• **Directions for this task**
Only one stretch of the data below should be repeated: the lines from the line containing "fn next_token(&mut self)" through the line containing "return self.string_literal(line, column);", inclusive, exactly as they are.

• **Collected data**
.....
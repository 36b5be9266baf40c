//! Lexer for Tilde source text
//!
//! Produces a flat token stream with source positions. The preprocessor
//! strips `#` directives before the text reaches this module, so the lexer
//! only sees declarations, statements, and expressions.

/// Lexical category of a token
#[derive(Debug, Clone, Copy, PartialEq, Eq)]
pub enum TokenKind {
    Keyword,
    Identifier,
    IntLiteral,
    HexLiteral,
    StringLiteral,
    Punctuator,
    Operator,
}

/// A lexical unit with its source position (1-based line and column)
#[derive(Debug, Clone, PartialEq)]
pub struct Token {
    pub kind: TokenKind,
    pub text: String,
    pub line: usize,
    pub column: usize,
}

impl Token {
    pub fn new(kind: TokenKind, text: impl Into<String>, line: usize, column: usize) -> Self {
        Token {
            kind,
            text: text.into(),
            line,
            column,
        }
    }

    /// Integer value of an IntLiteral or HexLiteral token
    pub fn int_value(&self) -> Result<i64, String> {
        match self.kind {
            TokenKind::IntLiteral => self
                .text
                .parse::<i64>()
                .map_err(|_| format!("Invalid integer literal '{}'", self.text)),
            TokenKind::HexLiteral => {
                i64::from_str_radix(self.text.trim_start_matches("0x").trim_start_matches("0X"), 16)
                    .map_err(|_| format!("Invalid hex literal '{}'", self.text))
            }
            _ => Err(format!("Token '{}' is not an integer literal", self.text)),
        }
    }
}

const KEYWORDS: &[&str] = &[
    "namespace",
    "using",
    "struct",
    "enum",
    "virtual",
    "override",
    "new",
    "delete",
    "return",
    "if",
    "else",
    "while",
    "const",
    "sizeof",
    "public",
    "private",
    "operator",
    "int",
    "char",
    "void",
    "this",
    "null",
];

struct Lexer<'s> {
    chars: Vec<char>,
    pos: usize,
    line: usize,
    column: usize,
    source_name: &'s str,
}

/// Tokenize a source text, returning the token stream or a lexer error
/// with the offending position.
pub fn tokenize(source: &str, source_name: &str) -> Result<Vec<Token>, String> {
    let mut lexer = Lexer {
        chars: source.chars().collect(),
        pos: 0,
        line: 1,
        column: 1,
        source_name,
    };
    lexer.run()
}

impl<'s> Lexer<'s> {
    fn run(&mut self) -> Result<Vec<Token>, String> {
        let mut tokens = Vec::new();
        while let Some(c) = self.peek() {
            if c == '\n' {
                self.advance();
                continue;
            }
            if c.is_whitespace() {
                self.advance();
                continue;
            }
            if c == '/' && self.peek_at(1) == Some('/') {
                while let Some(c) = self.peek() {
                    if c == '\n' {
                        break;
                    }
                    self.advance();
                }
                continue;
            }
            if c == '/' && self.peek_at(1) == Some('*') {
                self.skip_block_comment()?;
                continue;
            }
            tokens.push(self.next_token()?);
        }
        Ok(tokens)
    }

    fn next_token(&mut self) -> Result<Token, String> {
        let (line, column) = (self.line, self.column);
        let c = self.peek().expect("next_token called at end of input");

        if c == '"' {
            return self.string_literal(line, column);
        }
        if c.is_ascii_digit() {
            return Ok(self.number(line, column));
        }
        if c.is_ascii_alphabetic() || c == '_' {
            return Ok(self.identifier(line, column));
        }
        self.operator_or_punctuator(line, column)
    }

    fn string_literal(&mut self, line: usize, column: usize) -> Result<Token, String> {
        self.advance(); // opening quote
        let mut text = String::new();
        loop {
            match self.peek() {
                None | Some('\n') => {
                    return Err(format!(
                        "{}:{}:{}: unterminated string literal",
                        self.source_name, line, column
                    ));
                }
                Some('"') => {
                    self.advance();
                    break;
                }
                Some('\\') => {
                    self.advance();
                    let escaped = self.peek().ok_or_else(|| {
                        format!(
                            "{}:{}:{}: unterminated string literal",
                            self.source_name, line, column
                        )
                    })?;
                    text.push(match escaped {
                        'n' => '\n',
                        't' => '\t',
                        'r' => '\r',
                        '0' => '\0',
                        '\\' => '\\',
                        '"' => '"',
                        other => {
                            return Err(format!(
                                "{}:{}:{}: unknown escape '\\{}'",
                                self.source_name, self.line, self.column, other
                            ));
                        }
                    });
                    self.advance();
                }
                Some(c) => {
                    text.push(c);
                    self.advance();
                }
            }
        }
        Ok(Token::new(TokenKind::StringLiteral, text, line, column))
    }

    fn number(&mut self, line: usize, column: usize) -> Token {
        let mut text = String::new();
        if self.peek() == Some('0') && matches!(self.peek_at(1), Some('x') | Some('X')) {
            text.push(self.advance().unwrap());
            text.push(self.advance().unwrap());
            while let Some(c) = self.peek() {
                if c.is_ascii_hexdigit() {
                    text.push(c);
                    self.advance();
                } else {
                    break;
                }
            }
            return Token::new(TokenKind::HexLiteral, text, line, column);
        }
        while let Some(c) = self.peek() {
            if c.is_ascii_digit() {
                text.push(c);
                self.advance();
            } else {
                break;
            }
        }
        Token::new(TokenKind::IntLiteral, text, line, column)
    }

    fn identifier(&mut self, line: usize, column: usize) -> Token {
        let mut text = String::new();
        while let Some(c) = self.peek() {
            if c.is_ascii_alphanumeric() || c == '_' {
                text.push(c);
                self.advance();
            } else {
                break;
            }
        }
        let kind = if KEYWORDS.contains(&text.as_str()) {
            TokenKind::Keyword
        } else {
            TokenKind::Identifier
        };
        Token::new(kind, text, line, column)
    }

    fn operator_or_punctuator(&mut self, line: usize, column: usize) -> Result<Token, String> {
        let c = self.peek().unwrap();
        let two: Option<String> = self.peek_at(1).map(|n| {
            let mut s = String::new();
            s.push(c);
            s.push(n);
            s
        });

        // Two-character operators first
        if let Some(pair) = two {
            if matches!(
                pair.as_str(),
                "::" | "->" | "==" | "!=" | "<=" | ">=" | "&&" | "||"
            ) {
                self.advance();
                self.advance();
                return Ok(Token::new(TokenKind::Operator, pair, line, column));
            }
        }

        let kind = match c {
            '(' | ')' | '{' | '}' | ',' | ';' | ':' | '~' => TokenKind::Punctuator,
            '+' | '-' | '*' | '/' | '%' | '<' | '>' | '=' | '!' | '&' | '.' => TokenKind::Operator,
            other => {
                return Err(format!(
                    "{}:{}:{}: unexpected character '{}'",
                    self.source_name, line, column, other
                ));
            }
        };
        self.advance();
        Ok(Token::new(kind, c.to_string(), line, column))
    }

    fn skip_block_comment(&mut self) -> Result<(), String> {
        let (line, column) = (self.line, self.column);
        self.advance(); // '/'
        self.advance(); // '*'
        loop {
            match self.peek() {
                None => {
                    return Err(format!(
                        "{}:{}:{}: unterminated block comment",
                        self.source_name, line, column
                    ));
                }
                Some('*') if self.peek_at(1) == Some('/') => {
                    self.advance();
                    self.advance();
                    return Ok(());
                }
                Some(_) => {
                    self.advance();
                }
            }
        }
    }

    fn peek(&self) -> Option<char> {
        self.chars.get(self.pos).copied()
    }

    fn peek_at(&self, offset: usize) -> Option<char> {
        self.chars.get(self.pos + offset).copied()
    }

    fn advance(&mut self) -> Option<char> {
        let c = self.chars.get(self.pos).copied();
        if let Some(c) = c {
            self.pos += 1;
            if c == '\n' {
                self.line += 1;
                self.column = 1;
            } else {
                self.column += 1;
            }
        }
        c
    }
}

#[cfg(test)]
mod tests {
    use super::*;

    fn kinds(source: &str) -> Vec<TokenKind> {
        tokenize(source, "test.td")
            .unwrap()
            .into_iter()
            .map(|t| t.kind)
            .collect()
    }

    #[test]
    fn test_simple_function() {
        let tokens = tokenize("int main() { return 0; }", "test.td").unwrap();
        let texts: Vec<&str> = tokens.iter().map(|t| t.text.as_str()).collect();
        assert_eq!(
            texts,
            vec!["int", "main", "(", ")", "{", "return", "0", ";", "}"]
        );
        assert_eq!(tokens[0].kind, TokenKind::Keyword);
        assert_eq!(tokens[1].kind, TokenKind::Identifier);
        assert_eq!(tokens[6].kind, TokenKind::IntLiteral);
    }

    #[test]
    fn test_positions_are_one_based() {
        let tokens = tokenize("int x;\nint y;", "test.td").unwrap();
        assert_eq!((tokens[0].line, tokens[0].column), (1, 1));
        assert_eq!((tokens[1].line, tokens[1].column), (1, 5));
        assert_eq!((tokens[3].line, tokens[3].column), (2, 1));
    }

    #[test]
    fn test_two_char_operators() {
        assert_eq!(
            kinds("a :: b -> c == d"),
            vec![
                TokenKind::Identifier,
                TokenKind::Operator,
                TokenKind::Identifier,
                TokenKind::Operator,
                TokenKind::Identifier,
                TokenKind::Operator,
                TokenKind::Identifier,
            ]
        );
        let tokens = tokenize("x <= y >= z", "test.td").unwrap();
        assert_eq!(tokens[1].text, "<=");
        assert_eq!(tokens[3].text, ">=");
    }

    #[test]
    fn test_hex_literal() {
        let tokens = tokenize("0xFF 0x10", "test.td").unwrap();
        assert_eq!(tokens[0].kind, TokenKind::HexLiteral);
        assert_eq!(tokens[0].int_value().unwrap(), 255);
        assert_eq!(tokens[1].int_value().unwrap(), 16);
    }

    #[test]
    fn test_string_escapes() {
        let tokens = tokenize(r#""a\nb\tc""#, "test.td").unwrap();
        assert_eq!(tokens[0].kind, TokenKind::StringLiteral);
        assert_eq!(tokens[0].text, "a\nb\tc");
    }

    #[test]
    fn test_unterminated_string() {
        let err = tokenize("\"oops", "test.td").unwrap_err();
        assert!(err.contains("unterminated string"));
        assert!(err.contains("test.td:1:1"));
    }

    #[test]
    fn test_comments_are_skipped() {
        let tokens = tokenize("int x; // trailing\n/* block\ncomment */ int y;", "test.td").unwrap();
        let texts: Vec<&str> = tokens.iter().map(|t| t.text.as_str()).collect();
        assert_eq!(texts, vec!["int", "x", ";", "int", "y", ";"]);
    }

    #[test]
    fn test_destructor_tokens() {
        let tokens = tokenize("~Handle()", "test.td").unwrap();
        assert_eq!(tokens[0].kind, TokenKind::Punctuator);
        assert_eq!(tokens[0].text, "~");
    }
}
.....
• **Response for this exercise**
    fn next_token(&mut self) -> Result<Token, String> {
        let (line, column) = (self.line, self.column);
        let c = self.peek().expect("next_token called at end of input");

        if c == '"' {
            return self.string_literal(line, column);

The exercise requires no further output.